2
votes

In my soup object, I have a div tag with two nested span tags and need to grab the "750 mL" from the first span and the "117" from the second span.

two span tags inside a div

enter image description here

I'm able to get into the first span tag using :

soup.find('div', class_='other_details').find('span')

Unfortunately, I can't get into the second span tag as it shares a div and class with the first. Can anyone suggest a way to grab the second span tag?

3

3 Answers

1
votes

Can you show the link that you want to scrape?
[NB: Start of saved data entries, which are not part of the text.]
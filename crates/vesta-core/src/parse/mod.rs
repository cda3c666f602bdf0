// ── Payload parsers ──
//
// Pure functions from raw response bytes to domain records. Structure
// violations are errors; unrecognized values are not.

mod events;
mod inventory;
mod status;

pub use events::{LogEntry, ScopeIndex, ZoneIndex, parse_event_log};
pub use inventory::{parse_inventory, status_is_triggered};
pub use status::parse_status;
The only thing I can help is to use the findAll() function for tabindex in BeautifulSoup

bottle = soup.findAll("tabindex")
print(bottle[0].text)    #Output:750ml
print(bottle[1].text)    #Output:LCBO#:
1
votes

For getting 750 ml and 117, you can try it:

from bs4 import BeautifulSoup
html_doc = '''<div class="other_details">
<span tabindex="0">
                    750 ml
                    <span class="package-type"> bottle </span>
                </span>
<span tabindex="0">
                lCBO#:
                            <span>117</span>
</span>
</div>'''

soup = BeautifulSoup(html_doc, 'lxml')

spans = soup.find_all("span")
# print(spans)
for span in spans:
    print(span.next_element.strip())
    break
i = 0
for span in spans:
    if i==1:
        if span.span != None:    
            print(span.span.text)
    i = 1

Output will be:

750 ml
117
1
votes

Another version using CSS selectors:

from bs4 import BeautifulSoup

txt = '''<div class="other_details">
<span tabindex="0">
                    750 ml
                    <span class="package-type"> bottle </span>
                </span>
<span tabindex="0">
                lCBO#:
                            <span>117</span>
</span>
</div>'''

soup = BeautifulSoup(txt, 'html.parser')

volume = soup.select_one('.other_details span:nth-child(1)').contents[0].strip()
number = soup.select_one('.other_details span:nth-child(2) span').text.strip()

print(volume)
print(number)

Prints:

750 ml
117